All shapes on a plane can be approximated by polygons. Hence, given sufficient perceptrons, any shape on a plane can be depicted to an arbitrary level of accuracy.
Summary
In this chapter, we outlined how a large variety of real-world problems can be modeled as function evaluation:
-
Any intelligent task can be modeled by a function. Of particular interest are classification tasks where, given an input, we estimate from a predetermined list of possible classes the class to which the input belongs. For instance, a binary classifier can group input images into two classes: those that contain a human face and those that do not. Classification tasks can be approximated by functions with categorical outputs.
-
Neural networks provide a structured way to approximate arbitrary functions (including classifier functions). This is how they mimic intelligence.
-
Neural networks are created by combining a basic building block called a perceptron. A perceptron is a simple function that returns a step function applied to the weighted sum of its inputs (plus a bias). A perceptron is effectively a linear classifier that divides space into two half-spaces with a hyperplane. The weights and bias of the perceptron correspond to the orientation and position of the hyperplane—they can be adjusted to separate the regions corresponding to individual classes as much as possible.
-
A single perceptron can approximate only relatively simple functions, such as a classifier whose feature points are separable by a hyperplane. Perceptrons cannot approximate more complex functions, like classifiers whose input regions are to be separated with curved surfaces. Multilayer perceptrons (MLPs) are combinations of perceptrons where the outputs of one set (layer) of perceptrons are fed as input to the next set (layer). A neural network is essentially an MLP and can approximate such arbitrarily complex functions.
-
Simple logical functions like AND, OR, and NOT can be emulated with a single perceptron. A logical XOR cannot be. For XORs and other complicated logical functions, we need MLPs. There is a mechanical way to construct an MLP for any logical function. A logical function can always be represented by a truth table. Each row of the truth table can be viewed as a logical AND function of the inputs, and the final output is a logical OR of the inputs.

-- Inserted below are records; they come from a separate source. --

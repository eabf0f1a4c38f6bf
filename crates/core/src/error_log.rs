//! Bounded in-memory log of terminal request failures

use std::collections::VecDeque;

use chrono::{DateTime, Utc};
use parking_lot::Mutex;
use serde::{Deserialize, Serialize};
use uuid::Uuid;
use wavelink_domain::{HttpMethod, NetworkStatus};

/// One terminal failure, as logged and reported
#[derive(Debug, Clone, PartialEq, Serialize, Deserialize)]
pub struct ErrorRecord {
    pub timestamp: DateTime<Utc>,
    pub kind: String,
    pub message: String,
    pub user_message: String,
    pub status: Option<u16>,
    pub retry_attempts: u32,
    pub network: NetworkStatus,
    pub request_id: Uuid,
    pub method: HttpMethod,
    pub path: String,
}

/// Ring of the most recent failures; the oldest entry is evicted first.
#[derive(Debug)]
pub struct ErrorLog {
    capacity: usize,
    entries: Mutex<VecDeque<ErrorRecord>>,
}

impl ErrorLog {
    pub fn new(capacity: usize) -> Self {
        let capacity = capacity.max(1);
        Self { capacity, entries: Mutex::new(VecDeque::with_capacity(capacity)) }
    }

    pub fn record(&self, record: ErrorRecord) {
        let mut entries = self.entries.lock();
        if entries.len() == self.capacity {
            entries.pop_front();
        }
        entries.push_back(record);
    }

    /// Oldest first
    pub fn entries(&self) -> Vec<ErrorRecord> {
        self.entries.lock().iter().cloned().collect()
    }

    pub fn len(&self) -> usize {
        self.entries.lock().len()
    }

    pub fn is_empty(&self) -> bool {
        self.entries.lock().is_empty()
    }

    pub fn clear(&self) {
        self.entries.lock().clear();
    }
}
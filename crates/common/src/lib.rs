//! Foundation utilities shared across the wavelink crates.
//!
//! # Modules
//!
//! - [`error`]: `CommonError`, the `ErrorClassification` trait and severity
//!   levels used by every module-specific error
//! - [`resilience`]: backoff schedules for retry/reconnect loops
//! - [`lifecycle`]: status and health types for long-lived services
//! - [`utils`]: serde helpers

#![forbid(unsafe_code)]
#![warn(rust_2018_idioms)]
#![warn(clippy::all, clippy::perf, clippy::complexity, clippy::suspicious)]

pub mod error;
pub mod lifecycle;
pub mod resilience;
pub mod utils;

// Re-export commonly used types and traits for convenience
// ------------------------
pub use error::{CommonError, CommonResult, ErrorClassification, ErrorSeverity};
pub use lifecycle::{ComponentHealth, ManagerHealth, ManagerStatus};
pub use resilience::BackoffStrategy;
pub use utils::serde::duration_millis;
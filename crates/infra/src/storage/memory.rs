use async_trait::async_trait;
use parking_lot::RwLock;
use wavelink_common::CommonResult;
use wavelink_core::CredentialStore;
use wavelink_domain::StoredCredentials;

/// Process-local credential store; nothing survives a restart.
#[derive(Debug, Default)]
pub struct InMemoryCredentialStore {
    inner: RwLock<StoredCredentials>,
}

impl InMemoryCredentialStore {
    pub fn new() -> Self {
        Self::default()
    }

    /// Store seeded with a refresh token from a previous login
    pub fn with_refresh_token(refresh_token: impl Into<String>) -> Self {
        Self {
            inner: RwLock::new(StoredCredentials {
                credential: None,
                refresh_token: Some(refresh_token.into()),
            }),
        }
    }
}

#[async_trait]
impl CredentialStore for InMemoryCredentialStore {
    async fn load(&self) -> CommonResult<StoredCredentials> {
        Ok(self.inner.read().clone())
    }

    async fn save(&self, credentials: &StoredCredentials) -> CommonResult<()> {
        *self.inner.write() = credentials.clone();
        Ok(())
    }

    async fn clear(&self) -> CommonResult<()> {
        *self.inner.write() = StoredCredentials::default();
        Ok(())
    }
}
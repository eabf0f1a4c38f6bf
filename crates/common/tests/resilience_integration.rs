//! Integration tests for `wavelink_common::resilience`.

use std::time::Duration;

use wavelink_common::BackoffStrategy;

/// Validates the request retry schedule used with a 1s base and no cap.
///
/// Assertions:
/// - Confirms three retries wait 1s, 2s and 4s.
#[test]
fn request_retry_schedule_doubles_from_base() {
    let backoff = BackoffStrategy::exponential(Duration::from_millis(1000), Duration::MAX);
    let delays: Vec<Duration> = (0..3).map(|n| backoff.delay_for(n)).collect();
    assert_eq!(
        delays,
        vec![Duration::from_millis(1000), Duration::from_millis(2000), Duration::from_millis(4000)]
    );
}

#[test]
fn cap_lower_than_base_clamps_every_delay() {
    let backoff = BackoffStrategy::exponential(Duration::from_secs(5), Duration::from_secs(2));
    assert_eq!(backoff.delay_for(0), Duration::from_secs(2));
    assert_eq!(backoff.delay_for(3), Duration::from_secs(2));
}

/// Validates that sleeping on the schedule lands exactly on each delay.
///
/// Assertions:
/// - Confirms cumulative virtual time after four capped attempts is
///   0.5s + 1s + 2s + 3s.
#[tokio::test(start_paused = true)]
async fn sleeping_on_schedule_is_exact() {
    let backoff = BackoffStrategy::exponential(Duration::from_millis(500), Duration::from_secs(3));
    let start = tokio::time::Instant::now();
    for attempt in 0..4 {
        tokio::time::sleep(backoff.delay_for(attempt)).await;
    }
    assert_eq!(start.elapsed(), Duration::from_millis(6500));
}
//! Topic subscriptions
//!
//! The registry keeps two sets: the topics the host wants (`desired`) and
//! the topics already subscribed on the current channel session
//! (`applied`). Control messages are produced only for the difference, so
//! repeated calls are idempotent and nothing is sent while offline. The
//! connection actor owns the registry and sends whatever it returns.

use std::collections::{BTreeSet, HashSet};

use tracing::debug;
use wavelink_domain::{ControlMessage, Topic};

#[derive(Debug, Default)]
pub struct SubscriptionRegistry {
    desired: BTreeSet<Topic>,
    applied: HashSet<Topic>,
    live: bool,
}

impl SubscriptionRegistry {
    pub fn new() -> Self {
        Self::default()
    }

    /// Record interest in `topic`; returns the frame to send, if any.
    pub fn subscribe(&mut self, topic: Topic) -> Option<ControlMessage> {
        self.desired.insert(topic.clone());
        if !self.live || self.applied.contains(&topic) {
            return None;
        }
        self.applied.insert(topic.clone());
        Some(ControlMessage::Subscribe { topic })
    }

    /// Drop interest in `topic`; unknown topics are ignored.
    pub fn unsubscribe(&mut self, topic: &Topic) -> Option<ControlMessage> {
        if !self.desired.remove(topic) {
            debug!(topic = %topic, "unsubscribe of unknown topic ignored");
            return None;
        }
        if self.applied.remove(topic) {
            return Some(ControlMessage::Unsubscribe { topic: topic.clone() });
        }
        None
    }

    /// Start a session: every desired topic is (re)subscribed.
    pub fn replay_all(&mut self) -> Vec<ControlMessage> {
        self.live = true;
        self.applied = self.desired.iter().cloned().collect();
        self.desired.iter().cloned().map(|topic| ControlMessage::Subscribe { topic }).collect()
    }

    /// End the session; desired topics are kept for the next replay.
    pub fn mark_offline(&mut self) {
        self.live = false;
        self.applied.clear();
    }

    /// Forget everything, used on teardown.
    pub fn clear(&mut self) {
        self.mark_offline();
        self.desired.clear();
    }

    pub fn is_subscribed(&self, topic: &Topic) -> bool {
        self.desired.contains(topic)
    }

    pub fn topics(&self) -> Vec<Topic> {
        self.desired.iter().cloned().collect()
    }

    pub fn len(&self) -> usize {
        self.desired.len()
    }

    pub fn is_empty(&self) -> bool {
        self.desired.is_empty()
    }
}
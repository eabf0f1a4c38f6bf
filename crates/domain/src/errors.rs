//! Error types for domain-level validation and parsing

use serde::{Deserialize, Serialize};
use thiserror::Error;

/// Domain error for configuration and message handling
#[derive(Error, Debug, Clone, PartialEq, Eq, Serialize, Deserialize)]
#[serde(tag = "type", content = "message")]
pub enum WavelinkError {
    #[error("Configuration error: {0}")]
    Config(String),

    #[error("Serialization error: {0}")]
    Serialization(String),

    #[error("Invalid input: {0}")]
    InvalidInput(String),

    #[error("Internal error: {0}")]
    Internal(String),
}

impl From<serde_json::Error> for WavelinkError {
    fn from(err: serde_json::Error) -> Self {
        Self::Serialization(err.to_string())
    }
}

/// Result type alias for domain operations
pub type Result<T> = std::result::Result<T, WavelinkError>;
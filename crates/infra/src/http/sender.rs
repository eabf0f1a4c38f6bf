use std::time::Duration;

use async_trait::async_trait;
use reqwest::header::{HeaderMap, HeaderName, HeaderValue};
use reqwest::{Client as ReqwestClient, Method, Url};
use serde_json::Value;
use tracing::debug;
use wavelink_common::{CommonError, CommonResult};
use wavelink_core::RequestSender;
use wavelink_domain::{ApiRequest, ApiResponse, HttpMethod, RequestFailure};

use super::join_url;
use crate::errors::{request_failure, InfraError};

/// Sends [`ApiRequest`]s to a fixed base URL.
///
/// Performs exactly one attempt per call. Retries, deadlines and credential
/// headers are the retry engine's job.
#[derive(Clone)]
pub struct HttpRequestSender {
    client: ReqwestClient,
    base_url: String,
}

impl HttpRequestSender {
    /// Start building a sender for `base_url`.
    pub fn builder(base_url: impl Into<String>) -> HttpRequestSenderBuilder {
        HttpRequestSenderBuilder::new(base_url)
    }

    pub fn base_url(&self) -> &str {
        &self.base_url
    }

    fn build_request(&self, request: &ApiRequest) -> Result<reqwest::RequestBuilder, RequestFailure> {
        let url = join_url(&self.base_url, &request.path);
        let url = Url::parse(&url)
            .map_err(|e| RequestFailure::Network(format!("invalid request url {url}: {e}")))?;

        let mut builder = self.client.request(to_method(request.method), url);
        for (name, value) in &request.headers {
            builder = builder.header(name.as_str(), value.as_str());
        }
        if let Some(body) = &request.body {
            builder = builder.json(body);
        }
        Ok(builder)
    }
}

#[async_trait]
impl RequestSender for HttpRequestSender {
    async fn send(&self, request: ApiRequest) -> Result<ApiResponse, RequestFailure> {
        let builder = self.build_request(&request)?;
        debug!(request_id = %request.id, method = %request.method, path = %request.path, "sending HTTP request");

        let response = builder.send().await.map_err(|err| {
            debug!(request_id = %request.id, error = %err, "HTTP request failed");
            request_failure(&err)
        })?;

        let status = response.status().as_u16();
        let text = response.text().await.map_err(|err| request_failure(&err))?;
        debug!(request_id = %request.id, status, "received HTTP response");

        if !(200..300).contains(&status) {
            let body = (!text.is_empty()).then_some(text);
            return Err(RequestFailure::Status { status, body });
        }

        Ok(ApiResponse::new(status, parse_body(text)))
    }
}

/// Empty bodies become `null`; non-JSON bodies are kept as a string.
fn parse_body(text: String) -> Value {
    if text.trim().is_empty() {
        return Value::Null;
    }
    serde_json::from_str(&text).unwrap_or(Value::String(text))
}

fn to_method(method: HttpMethod) -> Method {
    match method {
        HttpMethod::Get => Method::GET,
        HttpMethod::Post => Method::POST,
        HttpMethod::Put => Method::PUT,
        HttpMethod::Patch => Method::PATCH,
        HttpMethod::Delete => Method::DELETE,
    }
}

/// Builder for [`HttpRequestSender`].
#[derive(Debug)]
pub struct HttpRequestSenderBuilder {
    base_url: String,
    connect_timeout: Duration,
    user_agent: Option<String>,
    default_headers: HeaderMap,
}

impl HttpRequestSenderBuilder {
    fn new(base_url: impl Into<String>) -> Self {
        Self {
            base_url: base_url.into(),
            connect_timeout: Duration::from_secs(10),
            user_agent: None,
            default_headers: HeaderMap::new(),
        }
    }

    pub fn connect_timeout(mut self, timeout: Duration) -> Self {
        self.connect_timeout = timeout;
        self
    }

    pub fn user_agent(mut self, agent: impl Into<String>) -> Self {
        self.user_agent = Some(agent.into());
        self
    }

    /// Header sent with every request, e.g. an API version.
    ///
    /// # Errors
    /// Returns `CommonError::Validation` for names or values that are not
    /// valid HTTP header text.
    pub fn default_header(mut self, name: &str, value: &str) -> CommonResult<Self> {
        let header = HeaderName::from_bytes(name.as_bytes())
            .map_err(|e| CommonError::validation("header", e.to_string()))?;
        let value = HeaderValue::from_str(value)
            .map_err(|e| CommonError::validation("header", e.to_string()))?;
        self.default_headers.insert(header, value);
        Ok(self)
    }

    pub fn build(self) -> CommonResult<HttpRequestSender> {
        Url::parse(&self.base_url)
            .map_err(|e| CommonError::config_field("base_url", e.to_string()))?;

        let mut builder = ReqwestClient::builder()
            .connect_timeout(self.connect_timeout)
            .default_headers(self.default_headers)
            .no_proxy();

        if let Some(agent) = self.user_agent {
            builder = builder.user_agent(agent);
        }

        let client = builder.build().map_err(InfraError::from)?;

        Ok(HttpRequestSender { client, base_url: self.base_url })
    }
}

Since ANDs and ORs can be emulated with perceptrons, any truth table can be emulated as a combination of perceptrons (an MLP).
-
The ability of an MLP to represent arbitrary functions is known as its expressive power. The larger the number of perceptrons and/or connections, the greater the expressive power of a neural network.
-
Cybenko’s theorem proves that a neural network is a universal approximator (meaning it can approximate any function). The basic idea is that any function can be approximated to an arbitrary degree of accuracy as a sum of rectangles (towers). The theorem demonstrates that a tower can be constructed in any dimensional space using MLPs.
-
Neural networks can approximate any shape on a plane to arbitrary accuracy. This is because all shapes can be approximated by rectangles, and we can demonstrably approximate a rectangle on a plane with MLPs.
-
In real-life problems, the regions corresponding to classes are unknown, but we manually label sample input points with desired outputs (ground truth) to create supervised training data. We tune the weights and biases to approximate the training data as closely as possible. This process of tuning is known as training. If the training data set is not a good representative of the real dataset, the neural network will be inaccurate even after training.